What you are asked to do:
Reproduce the entries exactly as they appear below.
━━━━━━━━━━━━━━━━━━━━━━━━━━━━━━
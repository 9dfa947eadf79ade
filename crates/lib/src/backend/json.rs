//! JSON format backend.
//!
//! The default document format: one JSON object per file, pretty-printed.
//! Saves go through a sibling temp file and a rename so readers never see a
//! half-written document.
//!
//! Scalar pinning for this backend: booleans, integers, floats, text, maps,
//! and lists round-trip natively. Byte strings are stored as base64 text
//! and timestamps as RFC 3339 text; both reload as [`Value::Text`].

use std::collections::BTreeMap;
use std::fs;
use std::path::{Path, PathBuf};

use base64ct::{Base64, Encoding};

use super::{Backend, BackendError};
use crate::value::Value;

/// Backend storing documents as pretty-printed JSON.
#[derive(Debug, Default)]
pub struct JsonBackend;

impl Backend for JsonBackend {
    fn name(&self) -> &'static str {
        "json"
    }

    fn load(&self, path: &Path) -> Result<Value, BackendError> {
        let text = match fs::read_to_string(path) {
            Ok(text) => text,
            Err(err) if err.kind() == std::io::ErrorKind::NotFound => return Ok(Value::Null),
            Err(err) => {
                return Err(BackendError::Load {
                    path: path.to_path_buf(),
                    source: err,
                });
            }
        };

        if text.trim().is_empty() {
            return Ok(Value::Null);
        }

        let json: serde_json::Value =
            serde_json::from_str(&text).map_err(|err| BackendError::Parse {
                path: path.to_path_buf(),
                reason: err.to_string(),
            })?;

        Ok(from_json(json))
    }

    fn save(&self, path: &Path, value: &Value) -> Result<(), BackendError> {
        let text =
            serde_json::to_string_pretty(&to_json(value)).map_err(|err| BackendError::Serialize {
                path: path.to_path_buf(),
                reason: err.to_string(),
            })?;

        let save_err = |source| BackendError::Save {
            path: path.to_path_buf(),
            source,
        };

        let temp = temp_path(path);
        fs::write(&temp, text).map_err(save_err)?;
        fs::rename(&temp, path).map_err(save_err)?;
        Ok(())
    }
}

fn temp_path(path: &Path) -> PathBuf {
    let mut name = path.as_os_str().to_os_string();
    name.push(".tmp");
    PathBuf::from(name)
}

/// Converts a parsed JSON document into a tree value.
pub fn from_json(json: serde_json::Value) -> Value {
    match json {
        serde_json::Value::Null => Value::Null,
        serde_json::Value::Bool(b) => Value::Bool(b),
        serde_json::Value::Number(n) => {
            if let Some(i) = n.as_i64() {
                Value::Int(i)
            } else {
                Value::Float(n.as_f64().unwrap_or(f64::NAN))
            }
        }
        serde_json::Value::String(s) => Value::Text(s),
        serde_json::Value::Array(items) => Value::List(items.into_iter().map(from_json).collect()),
        serde_json::Value::Object(map) => Value::Map(
            map.into_iter()
                .map(|(key, value)| (key, from_json(value)))
                .collect::<BTreeMap<_, _>>(),
        ),
    }
}

/// Converts a tree value into its JSON representation.
pub fn to_json(value: &Value) -> serde_json::Value {
    match value {
        Value::Null => serde_json::Value::Null,
        Value::Bool(b) => serde_json::Value::Bool(*b),
        Value::Int(n) => serde_json::Value::from(*n),
        // Non-finite floats have no JSON form and degrade to null.
        Value::Float(x) => serde_json::Number::from_f64(*x)
            .map(serde_json::Value::Number)
            .unwrap_or(serde_json::Value::Null),
        Value::Text(s) => serde_json::Value::String(s.clone()),
        Value::Bytes(b) => serde_json::Value::String(Base64::encode_string(b)),
        Value::Timestamp(t) => serde_json::Value::String(t.to_rfc3339()),
        Value::Map(map) => serde_json::Value::Object(
            map.iter()
                .map(|(key, value)| (key.clone(), to_json(value)))
                .collect(),
        ),
        Value::List(list) => serde_json::Value::Array(list.iter().map(to_json).collect()),
    }
}
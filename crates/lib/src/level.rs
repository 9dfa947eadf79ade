//! Navigation frames over layered configuration nodes.
//!
//! A [`Level`] is one frame of a cursor's navigation stack: an ordered list
//! of node handles (atoms), one per layered source or fallback, plus a flag
//! marking frames that address a single array element. Atoms are ordered
//! writable-first; every atom after the first is treated as read-only during
//! navigation so that only the top layer can ever be written through.

use crate::node::{NodeRef, NodeType};

#[derive(Debug, Clone, Default)]
pub(crate) struct Level {
    pub atoms: Vec<NodeRef>,
    pub array_element: bool,
}

impl Level {
    pub fn with_atoms(atoms: Vec<NodeRef>) -> Level {
        Level {
            atoms,
            array_element: false,
        }
    }

    /// Maps each atom into the next frame. The callback receives the
    /// effective read-only flag: an atom's own flag, forced true for every
    /// atom after the first. Atoms mapped to `None` are omitted.
    fn map_atoms<F>(&self, callback: F) -> Level
    where
        F: Fn(&NodeRef, bool) -> Option<NodeRef>,
    {
        let mut atoms = Vec::with_capacity(self.atoms.len());
        let mut first = true;

        for atom in &self.atoms {
            let read_only = atom.is_read_only() || !first;
            first = false;

            if let Some(next) = callback(atom, read_only) {
                atoms.push(next);
            }
        }

        Level::with_atoms(atoms)
    }

    /// Descends into a map key across all layers. The writable atom creates
    /// intermediates; read-only layers contribute their existing child or
    /// drop out.
    pub fn child_key(&self, name: &str) -> Level {
        self.map_atoms(|atom, read_only| {
            if read_only {
                atom.get_child(name)
            } else {
                Some(atom.ensure_child(name))
            }
        })
    }

    /// Descends into a list index across all layers.
    pub fn child_index(&self, index: usize) -> Level {
        self.map_atoms(|atom, read_only| {
            if read_only {
                atom.get_index(index)
            } else {
                Some(atom.ensure_index(index))
            }
        })
    }

    /// Iterated [`Level::child_key`] over a parsed path.
    pub fn child_path(&self, names: &[&str]) -> Level {
        debug_assert!(!names.is_empty());

        let mut level = self.clone();
        for name in names {
            level = level.child_key(name);
        }
        level
    }

    /// Coerces every writable atom to `target`; read-only atoms of a
    /// different shape drop out.
    pub fn convert(&self, target: NodeType) -> Level {
        self.map_atoms(|atom, read_only| {
            if read_only {
                (atom.node_type() == target).then(|| atom.clone())
            } else {
                atom.convert(target);
                Some(atom.clone())
            }
        })
    }

    /// Yields each (key, child) pair of every map atom, in layer order.
    pub fn iterate_map(&self, callback: &mut dyn FnMut(&str, &NodeRef)) {
        for atom in &self.atoms {
            atom.iterate_map(callback);
        }
    }
}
━━━━━━━━━━━━━━━━━━━━━━━━━━━━━━
Exercise result:
repository 9dfa947eadf79ade
filename crates/lib/src/backend/json.rs
//! JSON format backend.
//!
//! The default document format: one JSON object per file, pretty-printed.
//! Saves go through a sibling temp file and a rename so readers never see a
//! half-written document.
//!
//! Scalar pinning for this backend: booleans, integers, floats, text, maps,
//! and lists round-trip natively. Byte strings are stored as base64 text
//! and timestamps as RFC 3339 text; both reload as [`Value::Text`].

use std::collections::BTreeMap;
use std::fs;
use std::path::{Path, PathBuf};

use base64ct::{Base64, Encoding};

use super::{Backend, BackendError};
use crate::value::Value;

/// Backend storing documents as pretty-printed JSON.
#[derive(Debug, Default)]
pub struct JsonBackend;

impl Backend for JsonBackend {
    fn name(&self) -> &'static str {
        "json"
    }

    fn load(&self, path: &Path) -> Result<Value, BackendError> {
        let text = match fs::read_to_string(path) {
            Ok(text) => text,
            Err(err) if err.kind() == std::io::ErrorKind::NotFound => return Ok(Value::Null),
            Err(err) => {
                return Err(BackendError::Load {
                    path: path.to_path_buf(),
                    source: err,
                });
            }
        };

        if text.trim().is_empty() {
            return Ok(Value::Null);
        }

        let json: serde_json::Value =
            serde_json::from_str(&text).map_err(|err| BackendError::Parse {
                path: path.to_path_buf(),
                reason: err.to_string(),
            })?;

        Ok(from_json(json))
    }

    fn save(&self, path: &Path, value: &Value) -> Result<(), BackendError> {
        let text =
            serde_json::to_string_pretty(&to_json(value)).map_err(|err| BackendError::Serialize {
                path: path.to_path_buf(),
                reason: err.to_string(),
            })?;

        let save_err = |source| BackendError::Save {
            path: path.to_path_buf(),
            source,
        };

        let temp = temp_path(path);
        fs::write(&temp, text).map_err(save_err)?;
        fs::rename(&temp, path).map_err(save_err)?;
        Ok(())
    }
}

fn temp_path(path: &Path) -> PathBuf {
    let mut name = path.as_os_str().to_os_string();
    name.push(".tmp");
    PathBuf::from(name)
}

/// Converts a parsed JSON document into a tree value.
pub fn from_json(json: serde_json::Value) -> Value {
    match json {
        serde_json::Value::Null => Value::Null,
        serde_json::Value::Bool(b) => Value::Bool(b),
        serde_json::Value::Number(n) => {
            if let Some(i) = n.as_i64() {
                Value::Int(i)
            } else {
                Value::Float(n.as_f64().unwrap_or(f64::NAN))
            }
        }
        serde_json::Value::String(s) => Value::Text(s),
        serde_json::Value::Array(items) => Value::List(items.into_iter().map(from_json).collect()),
        serde_json::Value::Object(map) => Value::Map(
            map.into_iter()
                .map(|(key, value)| (key, from_json(value)))
                .collect::<BTreeMap<_, _>>(),
        ),
    }
}

/// Converts a tree value into its JSON representation.
pub fn to_json(value: &Value) -> serde_json::Value {
    match value {
        Value::Null => serde_json::Value::Null,
        Value::Bool(b) => serde_json::Value::Bool(*b),
        Value::Int(n) => serde_json::Value::from(*n),
        // Non-finite floats have no JSON form and degrade to null.
        Value::Float(x) => serde_json::Number::from_f64(*x)
            .map(serde_json::Value::Number)
            .unwrap_or(serde_json::Value::Null),
        Value::Text(s) => serde_json::Value::String(s.clone()),
        Value::Bytes(b) => serde_json::Value::String(Base64::encode_string(b)),
        Value::Timestamp(t) => serde_json::Value::String(t.to_rfc3339()),
        Value::Map(map) => serde_json::Value::Object(
            map.iter()
                .map(|(key, value)| (key.clone(), to_json(value)))
                .collect(),
        ),
        Value::List(list) => serde_json::Value::Array(list.iter().map(to_json).collect()),
    }
}
filename crates/lib/src/level.rs
repository 9dfa947eadf79ade
//! Navigation frames over layered configuration nodes.
//!
//! A [`Level`] is one frame of a cursor's navigation stack: an ordered list
//! of node handles (atoms), one per layered source or fallback, plus a flag
//! marking frames that address a single array element. Atoms are ordered
//! writable-first; every atom after the first is treated as read-only during
//! navigation so that only the top layer can ever be written through.

use crate::node::{NodeRef, NodeType};

#[derive(Debug, Clone, Default)]
pub(crate) struct Level {
    pub atoms: Vec<NodeRef>,
    pub array_element: bool,
}

impl Level {
    pub fn with_atoms(atoms: Vec<NodeRef>) -> Level {
        Level {
            atoms,
            array_element: false,
        }
    }

    /// Maps each atom into the next frame. The callback receives the
    /// effective read-only flag: an atom's own flag, forced true for every
    /// atom after the first. Atoms mapped to `None` are omitted.
    fn map_atoms<F>(&self, callback: F) -> Level
    where
        F: Fn(&NodeRef, bool) -> Option<NodeRef>,
    {
        let mut atoms = Vec::with_capacity(self.atoms.len());
        let mut first = true;

        for atom in &self.atoms {
            let read_only = atom.is_read_only() || !first;
            first = false;

            if let Some(next) = callback(atom, read_only) {
                atoms.push(next);
            }
        }

        Level::with_atoms(atoms)
    }

    /// Descends into a map key across all layers. The writable atom creates
    /// intermediates; read-only layers contribute their existing child or
    /// drop out.
    pub fn child_key(&self, name: &str) -> Level {
        self.map_atoms(|atom, read_only| {
            if read_only {
                atom.get_child(name)
            } else {
                Some(atom.ensure_child(name))
            }
        })
    }

    /// Descends into a list index across all layers.
    pub fn child_index(&self, index: usize) -> Level {
        self.map_atoms(|atom, read_only| {
            if read_only {
                atom.get_index(index)
            } else {
                Some(atom.ensure_index(index))
            }
        })
    }

    /// Iterated [`Level::child_key`] over a parsed path.
    pub fn child_path(&self, names: &[&str]) -> Level {
        debug_assert!(!names.is_empty());

        let mut level = self.clone();
        for name in names {
            level = level.child_key(name);
        }
        level
    }

    /// Coerces every writable atom to `target`; read-only atoms of a
    /// different shape drop out.
    pub fn convert(&self, target: NodeType) -> Level {
        self.map_atoms(|atom, read_only| {
            if read_only {
                (atom.node_type() == target).then(|| atom.clone())
            } else {
                atom.convert(target);
                Some(atom.clone())
            }
        })
    }

    /// Yields each (key, child) pair of every map atom, in layer order.
    pub fn iterate_map(&self, callback: &mut dyn FnMut(&str, &NodeRef)) {
        for atom in &self.atoms {
            atom.iterate_map(callback);
        }
    }
}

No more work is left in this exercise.